What the task requires:
The word "concat" marks the lines to report; pull each of them from the listing.

Data:
::::

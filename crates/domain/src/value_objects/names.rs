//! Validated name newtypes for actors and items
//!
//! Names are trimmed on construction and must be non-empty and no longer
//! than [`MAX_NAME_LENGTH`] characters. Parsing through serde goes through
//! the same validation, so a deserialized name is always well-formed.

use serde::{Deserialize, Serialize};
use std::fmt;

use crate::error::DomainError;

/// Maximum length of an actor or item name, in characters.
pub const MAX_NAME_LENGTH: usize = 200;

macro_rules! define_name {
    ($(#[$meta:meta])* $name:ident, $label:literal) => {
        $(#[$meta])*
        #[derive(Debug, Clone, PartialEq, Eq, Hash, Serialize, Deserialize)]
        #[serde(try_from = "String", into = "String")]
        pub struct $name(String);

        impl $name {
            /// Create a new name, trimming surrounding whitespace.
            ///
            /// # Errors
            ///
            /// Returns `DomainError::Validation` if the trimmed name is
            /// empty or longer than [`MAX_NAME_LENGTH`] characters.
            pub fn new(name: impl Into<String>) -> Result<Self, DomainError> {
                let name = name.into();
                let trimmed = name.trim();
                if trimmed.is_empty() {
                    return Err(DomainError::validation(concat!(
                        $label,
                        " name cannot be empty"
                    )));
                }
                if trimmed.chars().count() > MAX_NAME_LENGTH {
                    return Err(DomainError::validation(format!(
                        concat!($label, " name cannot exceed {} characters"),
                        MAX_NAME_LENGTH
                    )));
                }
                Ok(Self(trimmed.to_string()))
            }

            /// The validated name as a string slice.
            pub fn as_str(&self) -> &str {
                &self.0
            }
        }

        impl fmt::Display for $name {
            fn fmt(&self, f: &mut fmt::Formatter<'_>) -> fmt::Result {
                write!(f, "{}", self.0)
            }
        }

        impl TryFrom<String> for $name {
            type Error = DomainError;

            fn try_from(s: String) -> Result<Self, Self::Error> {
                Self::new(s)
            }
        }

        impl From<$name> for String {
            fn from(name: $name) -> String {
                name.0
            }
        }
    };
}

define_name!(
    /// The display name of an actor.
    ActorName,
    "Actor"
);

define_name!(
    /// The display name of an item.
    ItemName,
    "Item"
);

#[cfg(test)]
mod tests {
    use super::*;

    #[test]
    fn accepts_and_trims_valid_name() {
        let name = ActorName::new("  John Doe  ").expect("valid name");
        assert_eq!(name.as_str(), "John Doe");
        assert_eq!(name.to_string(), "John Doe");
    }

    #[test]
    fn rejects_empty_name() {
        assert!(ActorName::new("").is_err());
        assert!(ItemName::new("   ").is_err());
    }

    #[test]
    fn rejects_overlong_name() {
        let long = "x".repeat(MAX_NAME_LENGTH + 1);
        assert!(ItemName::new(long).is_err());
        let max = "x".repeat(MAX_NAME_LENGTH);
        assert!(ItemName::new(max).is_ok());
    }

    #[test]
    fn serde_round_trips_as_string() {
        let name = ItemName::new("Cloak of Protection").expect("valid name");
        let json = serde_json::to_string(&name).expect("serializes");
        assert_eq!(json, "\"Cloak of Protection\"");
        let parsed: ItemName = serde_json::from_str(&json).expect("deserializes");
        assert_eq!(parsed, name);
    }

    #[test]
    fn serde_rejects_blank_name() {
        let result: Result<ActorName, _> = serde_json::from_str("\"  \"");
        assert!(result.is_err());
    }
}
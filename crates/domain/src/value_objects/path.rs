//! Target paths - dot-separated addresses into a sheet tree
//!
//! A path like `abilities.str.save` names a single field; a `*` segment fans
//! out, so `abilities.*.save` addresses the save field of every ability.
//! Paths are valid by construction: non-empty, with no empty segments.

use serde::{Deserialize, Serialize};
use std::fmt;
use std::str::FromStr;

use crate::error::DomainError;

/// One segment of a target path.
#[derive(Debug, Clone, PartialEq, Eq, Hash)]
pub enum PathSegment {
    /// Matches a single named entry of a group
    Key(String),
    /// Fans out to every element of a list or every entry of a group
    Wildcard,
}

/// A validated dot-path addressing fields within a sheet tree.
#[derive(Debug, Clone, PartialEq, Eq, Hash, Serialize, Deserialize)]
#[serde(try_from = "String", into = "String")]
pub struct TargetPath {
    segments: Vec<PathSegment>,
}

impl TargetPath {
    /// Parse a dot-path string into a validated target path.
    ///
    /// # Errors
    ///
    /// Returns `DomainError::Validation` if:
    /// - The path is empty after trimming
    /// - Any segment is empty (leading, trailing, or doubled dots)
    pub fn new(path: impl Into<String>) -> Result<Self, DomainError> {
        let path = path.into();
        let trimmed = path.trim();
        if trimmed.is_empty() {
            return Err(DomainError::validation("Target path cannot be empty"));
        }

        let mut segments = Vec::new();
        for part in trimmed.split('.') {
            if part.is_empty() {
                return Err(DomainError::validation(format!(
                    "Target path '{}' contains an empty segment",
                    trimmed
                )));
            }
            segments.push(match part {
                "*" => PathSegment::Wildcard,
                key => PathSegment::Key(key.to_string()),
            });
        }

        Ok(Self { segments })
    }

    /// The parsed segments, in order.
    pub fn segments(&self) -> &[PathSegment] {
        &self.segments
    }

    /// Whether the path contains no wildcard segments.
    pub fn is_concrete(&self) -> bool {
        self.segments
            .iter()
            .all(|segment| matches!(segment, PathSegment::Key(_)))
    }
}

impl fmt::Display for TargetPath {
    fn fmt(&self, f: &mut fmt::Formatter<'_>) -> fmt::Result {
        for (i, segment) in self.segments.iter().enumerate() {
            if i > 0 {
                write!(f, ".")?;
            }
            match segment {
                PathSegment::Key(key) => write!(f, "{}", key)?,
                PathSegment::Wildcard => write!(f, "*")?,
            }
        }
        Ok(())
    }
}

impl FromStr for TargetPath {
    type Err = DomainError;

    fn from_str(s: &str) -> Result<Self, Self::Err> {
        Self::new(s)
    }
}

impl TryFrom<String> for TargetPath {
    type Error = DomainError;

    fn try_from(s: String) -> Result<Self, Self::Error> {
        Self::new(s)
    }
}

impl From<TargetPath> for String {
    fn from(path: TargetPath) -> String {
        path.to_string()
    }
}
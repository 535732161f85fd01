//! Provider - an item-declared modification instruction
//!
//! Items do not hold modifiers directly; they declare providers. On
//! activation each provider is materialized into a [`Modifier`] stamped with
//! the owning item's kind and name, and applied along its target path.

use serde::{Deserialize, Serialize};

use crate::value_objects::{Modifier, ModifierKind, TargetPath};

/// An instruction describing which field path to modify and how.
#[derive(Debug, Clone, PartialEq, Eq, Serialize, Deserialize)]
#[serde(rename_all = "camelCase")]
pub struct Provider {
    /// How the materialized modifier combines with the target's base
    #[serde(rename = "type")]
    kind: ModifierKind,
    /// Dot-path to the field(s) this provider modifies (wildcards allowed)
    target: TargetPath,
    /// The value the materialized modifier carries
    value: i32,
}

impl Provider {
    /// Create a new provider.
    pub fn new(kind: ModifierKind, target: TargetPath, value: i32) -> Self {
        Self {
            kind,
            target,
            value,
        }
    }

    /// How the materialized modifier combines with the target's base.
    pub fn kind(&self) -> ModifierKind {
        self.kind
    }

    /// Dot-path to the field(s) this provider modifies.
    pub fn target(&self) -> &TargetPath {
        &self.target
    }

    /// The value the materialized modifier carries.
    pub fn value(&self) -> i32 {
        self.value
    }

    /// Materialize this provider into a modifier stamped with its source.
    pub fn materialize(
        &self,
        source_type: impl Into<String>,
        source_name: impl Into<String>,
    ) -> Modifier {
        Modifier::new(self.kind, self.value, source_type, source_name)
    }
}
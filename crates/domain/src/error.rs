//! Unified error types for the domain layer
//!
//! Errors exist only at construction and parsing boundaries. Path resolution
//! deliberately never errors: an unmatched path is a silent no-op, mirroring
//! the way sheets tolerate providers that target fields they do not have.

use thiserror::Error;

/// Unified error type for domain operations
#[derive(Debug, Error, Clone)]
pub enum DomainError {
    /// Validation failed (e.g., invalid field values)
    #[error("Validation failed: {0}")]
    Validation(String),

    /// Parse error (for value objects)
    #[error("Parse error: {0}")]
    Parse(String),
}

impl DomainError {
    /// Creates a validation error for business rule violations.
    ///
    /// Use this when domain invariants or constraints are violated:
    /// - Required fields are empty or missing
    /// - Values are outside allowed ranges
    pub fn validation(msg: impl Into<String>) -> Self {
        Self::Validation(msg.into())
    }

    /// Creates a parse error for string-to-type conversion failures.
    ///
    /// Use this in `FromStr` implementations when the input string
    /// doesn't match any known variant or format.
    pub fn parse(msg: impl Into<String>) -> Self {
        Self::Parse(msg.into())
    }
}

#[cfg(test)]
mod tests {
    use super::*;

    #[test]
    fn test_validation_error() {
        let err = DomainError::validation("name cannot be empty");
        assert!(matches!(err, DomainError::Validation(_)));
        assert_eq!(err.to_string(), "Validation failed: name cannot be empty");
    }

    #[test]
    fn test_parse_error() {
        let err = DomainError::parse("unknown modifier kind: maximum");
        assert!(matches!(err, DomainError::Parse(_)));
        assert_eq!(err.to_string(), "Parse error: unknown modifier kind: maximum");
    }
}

::::

Answer for this exercise:
                    return Err(DomainError::validation(concat!(
                        concat!($label, " name cannot exceed {} characters"),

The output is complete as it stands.